WORK TO BE COMPLETED ▸ Find the string "RecordId" in the data, and copy out each line that has it.

GIVEN DATA ▸
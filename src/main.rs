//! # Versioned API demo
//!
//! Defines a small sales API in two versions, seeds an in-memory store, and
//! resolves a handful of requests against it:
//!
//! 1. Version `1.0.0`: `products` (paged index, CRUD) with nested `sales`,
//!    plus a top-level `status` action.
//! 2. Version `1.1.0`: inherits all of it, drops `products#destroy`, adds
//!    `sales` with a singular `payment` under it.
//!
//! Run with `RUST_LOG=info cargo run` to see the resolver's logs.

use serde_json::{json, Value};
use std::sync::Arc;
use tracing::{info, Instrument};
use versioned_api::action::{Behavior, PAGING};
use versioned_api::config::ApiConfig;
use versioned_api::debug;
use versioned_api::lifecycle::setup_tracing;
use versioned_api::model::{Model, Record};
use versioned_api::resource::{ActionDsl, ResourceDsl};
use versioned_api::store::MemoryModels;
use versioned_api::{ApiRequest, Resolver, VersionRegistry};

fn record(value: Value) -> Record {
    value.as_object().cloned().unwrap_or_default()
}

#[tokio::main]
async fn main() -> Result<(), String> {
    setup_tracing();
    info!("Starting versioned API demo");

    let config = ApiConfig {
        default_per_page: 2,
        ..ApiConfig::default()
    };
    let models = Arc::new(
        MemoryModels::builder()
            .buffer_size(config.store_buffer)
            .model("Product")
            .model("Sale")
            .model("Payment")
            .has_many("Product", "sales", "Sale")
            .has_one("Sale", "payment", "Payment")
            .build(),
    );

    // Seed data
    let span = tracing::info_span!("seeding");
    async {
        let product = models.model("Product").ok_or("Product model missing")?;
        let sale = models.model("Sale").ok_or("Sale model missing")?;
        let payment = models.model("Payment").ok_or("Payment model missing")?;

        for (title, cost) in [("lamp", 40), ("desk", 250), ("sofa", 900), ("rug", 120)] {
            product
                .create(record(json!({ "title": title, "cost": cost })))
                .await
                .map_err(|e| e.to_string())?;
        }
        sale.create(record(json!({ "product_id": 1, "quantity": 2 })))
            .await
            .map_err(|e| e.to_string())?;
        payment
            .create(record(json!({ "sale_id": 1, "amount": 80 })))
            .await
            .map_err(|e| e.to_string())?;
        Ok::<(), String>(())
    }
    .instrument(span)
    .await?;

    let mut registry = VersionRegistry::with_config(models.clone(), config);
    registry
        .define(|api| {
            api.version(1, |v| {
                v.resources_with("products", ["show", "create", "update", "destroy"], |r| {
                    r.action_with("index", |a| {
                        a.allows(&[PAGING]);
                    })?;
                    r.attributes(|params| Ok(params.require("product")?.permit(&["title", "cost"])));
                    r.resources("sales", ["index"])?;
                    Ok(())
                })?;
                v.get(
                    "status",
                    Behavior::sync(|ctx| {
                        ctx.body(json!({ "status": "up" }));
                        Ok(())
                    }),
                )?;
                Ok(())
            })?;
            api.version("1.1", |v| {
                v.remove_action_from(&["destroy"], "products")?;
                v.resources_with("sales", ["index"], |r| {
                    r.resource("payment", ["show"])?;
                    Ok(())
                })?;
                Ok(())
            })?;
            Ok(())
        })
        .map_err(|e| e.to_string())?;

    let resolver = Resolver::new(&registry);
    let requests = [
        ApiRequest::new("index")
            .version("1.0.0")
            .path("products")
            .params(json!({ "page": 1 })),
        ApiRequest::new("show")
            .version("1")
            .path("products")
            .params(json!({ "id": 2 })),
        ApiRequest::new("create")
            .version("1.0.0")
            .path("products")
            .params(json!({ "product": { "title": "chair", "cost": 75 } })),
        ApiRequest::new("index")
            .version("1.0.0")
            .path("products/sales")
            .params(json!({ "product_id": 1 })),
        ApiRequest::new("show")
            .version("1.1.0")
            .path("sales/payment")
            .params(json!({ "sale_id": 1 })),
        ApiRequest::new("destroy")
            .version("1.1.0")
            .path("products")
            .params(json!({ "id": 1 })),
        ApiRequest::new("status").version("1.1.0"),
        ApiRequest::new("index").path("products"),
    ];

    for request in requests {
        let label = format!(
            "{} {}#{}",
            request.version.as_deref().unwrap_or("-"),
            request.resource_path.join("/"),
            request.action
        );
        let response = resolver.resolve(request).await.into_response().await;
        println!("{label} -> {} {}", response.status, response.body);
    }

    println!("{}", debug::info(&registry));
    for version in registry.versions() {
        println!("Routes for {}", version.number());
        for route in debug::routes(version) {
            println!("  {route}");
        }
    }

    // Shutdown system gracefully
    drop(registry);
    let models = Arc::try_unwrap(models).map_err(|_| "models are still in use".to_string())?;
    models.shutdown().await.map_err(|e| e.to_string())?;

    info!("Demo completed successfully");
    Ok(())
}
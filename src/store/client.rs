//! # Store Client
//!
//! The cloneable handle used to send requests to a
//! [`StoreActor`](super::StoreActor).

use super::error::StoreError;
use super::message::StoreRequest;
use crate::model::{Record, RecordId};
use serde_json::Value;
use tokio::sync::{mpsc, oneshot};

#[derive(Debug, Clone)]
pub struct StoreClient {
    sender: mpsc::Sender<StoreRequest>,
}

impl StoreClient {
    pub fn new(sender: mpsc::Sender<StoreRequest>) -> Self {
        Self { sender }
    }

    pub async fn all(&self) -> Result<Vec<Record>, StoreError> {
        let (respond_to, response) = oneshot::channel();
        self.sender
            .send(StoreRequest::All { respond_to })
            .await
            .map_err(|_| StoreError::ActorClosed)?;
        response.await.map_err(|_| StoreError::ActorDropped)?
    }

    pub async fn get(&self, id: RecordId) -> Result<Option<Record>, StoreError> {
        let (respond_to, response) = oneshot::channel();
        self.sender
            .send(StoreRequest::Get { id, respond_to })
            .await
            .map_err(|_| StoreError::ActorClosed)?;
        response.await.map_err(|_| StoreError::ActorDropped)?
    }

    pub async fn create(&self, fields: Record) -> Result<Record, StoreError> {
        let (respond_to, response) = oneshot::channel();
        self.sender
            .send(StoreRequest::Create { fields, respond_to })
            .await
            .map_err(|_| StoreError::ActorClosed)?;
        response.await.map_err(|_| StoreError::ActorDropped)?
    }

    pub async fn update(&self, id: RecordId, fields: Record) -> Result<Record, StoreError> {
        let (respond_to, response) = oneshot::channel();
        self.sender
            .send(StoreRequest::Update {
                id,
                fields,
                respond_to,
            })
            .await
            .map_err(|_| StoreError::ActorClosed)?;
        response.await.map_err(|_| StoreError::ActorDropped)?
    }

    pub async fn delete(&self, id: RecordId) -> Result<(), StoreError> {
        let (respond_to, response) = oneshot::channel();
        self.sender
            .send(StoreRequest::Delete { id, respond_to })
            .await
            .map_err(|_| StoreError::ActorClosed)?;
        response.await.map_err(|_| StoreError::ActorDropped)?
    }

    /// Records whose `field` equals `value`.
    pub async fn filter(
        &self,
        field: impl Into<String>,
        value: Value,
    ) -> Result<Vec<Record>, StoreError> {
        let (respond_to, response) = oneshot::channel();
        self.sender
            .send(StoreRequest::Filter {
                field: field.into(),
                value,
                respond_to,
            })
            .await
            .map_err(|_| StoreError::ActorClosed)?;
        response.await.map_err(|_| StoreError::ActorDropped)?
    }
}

REPLY TO THE EXERCISE ▸
use crate::model::{Record, RecordId};
    pub async fn get(&self, id: RecordId) -> Result<Option<Record>, StoreError> {
    pub async fn update(&self, id: RecordId, fields: Record) -> Result<Record, StoreError> {
    pub async fn delete(&self, id: RecordId) -> Result<(), StoreError> {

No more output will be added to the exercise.